───── DATASET CONTENT ─────
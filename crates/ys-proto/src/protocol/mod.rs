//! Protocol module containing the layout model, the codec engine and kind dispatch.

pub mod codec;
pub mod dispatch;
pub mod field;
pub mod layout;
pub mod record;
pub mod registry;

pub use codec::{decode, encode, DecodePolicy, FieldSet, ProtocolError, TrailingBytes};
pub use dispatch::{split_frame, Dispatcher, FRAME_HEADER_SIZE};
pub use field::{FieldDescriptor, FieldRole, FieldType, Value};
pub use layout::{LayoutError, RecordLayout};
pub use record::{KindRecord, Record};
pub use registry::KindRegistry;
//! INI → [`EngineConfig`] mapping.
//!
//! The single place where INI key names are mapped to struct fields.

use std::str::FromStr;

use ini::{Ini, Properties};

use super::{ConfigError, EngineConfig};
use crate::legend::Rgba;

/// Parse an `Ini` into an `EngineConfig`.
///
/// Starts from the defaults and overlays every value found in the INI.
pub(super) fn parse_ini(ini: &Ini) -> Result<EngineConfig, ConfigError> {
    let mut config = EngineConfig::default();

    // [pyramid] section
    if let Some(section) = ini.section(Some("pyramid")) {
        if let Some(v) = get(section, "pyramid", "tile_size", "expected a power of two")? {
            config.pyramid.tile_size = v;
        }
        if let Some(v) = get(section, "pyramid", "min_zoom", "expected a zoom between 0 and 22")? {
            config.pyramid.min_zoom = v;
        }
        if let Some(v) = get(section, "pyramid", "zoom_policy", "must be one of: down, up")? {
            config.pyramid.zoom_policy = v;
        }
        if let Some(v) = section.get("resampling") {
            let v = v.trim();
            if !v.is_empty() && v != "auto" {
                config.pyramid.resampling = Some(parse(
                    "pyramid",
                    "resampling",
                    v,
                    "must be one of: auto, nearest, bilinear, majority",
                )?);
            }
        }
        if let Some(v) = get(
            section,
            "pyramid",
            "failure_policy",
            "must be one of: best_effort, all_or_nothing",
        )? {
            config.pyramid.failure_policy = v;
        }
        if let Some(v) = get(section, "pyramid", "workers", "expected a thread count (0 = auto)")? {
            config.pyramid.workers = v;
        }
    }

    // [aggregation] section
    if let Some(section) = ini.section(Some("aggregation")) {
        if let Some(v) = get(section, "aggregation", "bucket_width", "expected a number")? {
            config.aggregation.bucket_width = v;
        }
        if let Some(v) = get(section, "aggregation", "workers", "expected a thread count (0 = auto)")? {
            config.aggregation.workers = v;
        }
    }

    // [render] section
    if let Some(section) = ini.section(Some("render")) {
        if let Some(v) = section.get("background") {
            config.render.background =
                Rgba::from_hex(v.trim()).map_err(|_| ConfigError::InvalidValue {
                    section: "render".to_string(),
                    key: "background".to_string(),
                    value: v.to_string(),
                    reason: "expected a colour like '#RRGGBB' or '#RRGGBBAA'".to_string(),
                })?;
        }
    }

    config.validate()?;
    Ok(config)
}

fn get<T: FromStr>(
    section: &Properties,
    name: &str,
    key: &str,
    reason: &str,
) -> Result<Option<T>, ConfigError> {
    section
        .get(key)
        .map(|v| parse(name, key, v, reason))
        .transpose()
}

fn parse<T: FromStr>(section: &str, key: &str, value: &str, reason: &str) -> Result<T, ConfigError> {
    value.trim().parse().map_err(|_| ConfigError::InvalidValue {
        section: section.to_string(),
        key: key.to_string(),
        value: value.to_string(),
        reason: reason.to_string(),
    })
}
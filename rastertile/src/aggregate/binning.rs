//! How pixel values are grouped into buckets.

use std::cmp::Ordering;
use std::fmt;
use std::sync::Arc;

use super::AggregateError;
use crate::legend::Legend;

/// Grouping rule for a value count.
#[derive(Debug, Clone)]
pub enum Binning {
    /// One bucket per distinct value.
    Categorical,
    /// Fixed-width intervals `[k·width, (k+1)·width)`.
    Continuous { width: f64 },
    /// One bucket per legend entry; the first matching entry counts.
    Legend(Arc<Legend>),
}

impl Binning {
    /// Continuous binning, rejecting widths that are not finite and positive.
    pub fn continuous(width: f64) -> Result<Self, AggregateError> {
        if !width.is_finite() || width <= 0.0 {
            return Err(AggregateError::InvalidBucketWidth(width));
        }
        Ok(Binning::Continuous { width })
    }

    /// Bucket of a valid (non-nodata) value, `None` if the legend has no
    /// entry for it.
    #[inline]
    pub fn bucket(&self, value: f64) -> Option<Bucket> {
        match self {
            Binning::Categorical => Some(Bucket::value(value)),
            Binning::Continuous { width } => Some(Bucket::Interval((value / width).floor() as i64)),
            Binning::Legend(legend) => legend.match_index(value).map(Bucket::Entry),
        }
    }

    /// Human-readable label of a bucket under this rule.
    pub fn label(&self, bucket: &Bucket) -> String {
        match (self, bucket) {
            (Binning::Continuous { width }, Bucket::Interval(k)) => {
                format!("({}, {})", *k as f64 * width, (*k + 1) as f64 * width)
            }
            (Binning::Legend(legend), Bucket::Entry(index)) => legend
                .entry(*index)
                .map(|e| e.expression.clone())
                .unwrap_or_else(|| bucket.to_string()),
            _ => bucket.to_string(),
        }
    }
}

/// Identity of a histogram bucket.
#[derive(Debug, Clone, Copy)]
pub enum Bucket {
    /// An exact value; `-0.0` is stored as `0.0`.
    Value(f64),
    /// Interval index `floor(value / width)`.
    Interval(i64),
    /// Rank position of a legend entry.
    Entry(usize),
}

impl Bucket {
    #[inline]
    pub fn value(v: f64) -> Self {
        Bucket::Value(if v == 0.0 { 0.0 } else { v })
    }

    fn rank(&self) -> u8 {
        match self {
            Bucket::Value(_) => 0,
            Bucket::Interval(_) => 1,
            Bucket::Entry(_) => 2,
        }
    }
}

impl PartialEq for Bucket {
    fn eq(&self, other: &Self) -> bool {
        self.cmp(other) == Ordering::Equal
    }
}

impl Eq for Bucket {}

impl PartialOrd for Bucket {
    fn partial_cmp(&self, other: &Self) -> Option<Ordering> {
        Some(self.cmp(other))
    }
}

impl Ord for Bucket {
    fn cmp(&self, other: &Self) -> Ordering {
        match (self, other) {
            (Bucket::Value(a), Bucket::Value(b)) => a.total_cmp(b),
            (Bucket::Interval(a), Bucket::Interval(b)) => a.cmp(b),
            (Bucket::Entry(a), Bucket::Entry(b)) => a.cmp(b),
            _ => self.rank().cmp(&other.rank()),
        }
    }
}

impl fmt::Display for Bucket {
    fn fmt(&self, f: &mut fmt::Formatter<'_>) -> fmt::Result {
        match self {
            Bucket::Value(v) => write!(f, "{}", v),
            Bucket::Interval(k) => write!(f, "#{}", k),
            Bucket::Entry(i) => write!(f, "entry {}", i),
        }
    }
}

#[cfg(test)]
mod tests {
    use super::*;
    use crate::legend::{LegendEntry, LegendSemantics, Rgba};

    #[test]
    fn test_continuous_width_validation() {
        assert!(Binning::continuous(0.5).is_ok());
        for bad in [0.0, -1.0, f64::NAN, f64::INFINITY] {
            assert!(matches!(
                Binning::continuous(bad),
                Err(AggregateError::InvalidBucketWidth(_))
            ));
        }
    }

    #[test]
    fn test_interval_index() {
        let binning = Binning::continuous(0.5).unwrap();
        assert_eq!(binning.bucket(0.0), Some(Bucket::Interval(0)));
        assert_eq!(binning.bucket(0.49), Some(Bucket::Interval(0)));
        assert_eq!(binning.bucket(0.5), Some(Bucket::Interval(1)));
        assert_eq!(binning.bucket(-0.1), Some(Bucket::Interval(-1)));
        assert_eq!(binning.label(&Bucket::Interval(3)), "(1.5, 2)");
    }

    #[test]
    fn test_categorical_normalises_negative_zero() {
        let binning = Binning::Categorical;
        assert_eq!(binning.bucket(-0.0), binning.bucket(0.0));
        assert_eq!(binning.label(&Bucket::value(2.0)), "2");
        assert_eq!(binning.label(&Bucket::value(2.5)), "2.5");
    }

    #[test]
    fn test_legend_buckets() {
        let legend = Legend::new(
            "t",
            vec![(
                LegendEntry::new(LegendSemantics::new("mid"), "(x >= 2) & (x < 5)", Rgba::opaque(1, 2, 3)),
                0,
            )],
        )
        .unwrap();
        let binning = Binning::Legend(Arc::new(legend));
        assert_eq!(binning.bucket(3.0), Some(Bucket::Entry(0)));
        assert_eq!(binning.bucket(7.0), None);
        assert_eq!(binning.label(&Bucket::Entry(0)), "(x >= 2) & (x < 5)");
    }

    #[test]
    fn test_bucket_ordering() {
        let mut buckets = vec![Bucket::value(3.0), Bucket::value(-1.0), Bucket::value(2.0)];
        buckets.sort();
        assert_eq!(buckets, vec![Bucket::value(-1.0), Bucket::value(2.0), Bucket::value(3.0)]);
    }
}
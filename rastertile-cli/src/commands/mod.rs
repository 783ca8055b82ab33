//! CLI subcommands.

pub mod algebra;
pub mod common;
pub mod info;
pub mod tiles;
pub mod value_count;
─────
- **WHAT TO DO**
Go through the entries and copy each line holding the string "FromStr".

- **ANSWER SECTION**
use std::str::FromStr;
fn get<T: FromStr>(
fn parse<T: FromStr>(section: &str, key: &str, value: &str, reason: &str) -> Result<T, ConfigError> {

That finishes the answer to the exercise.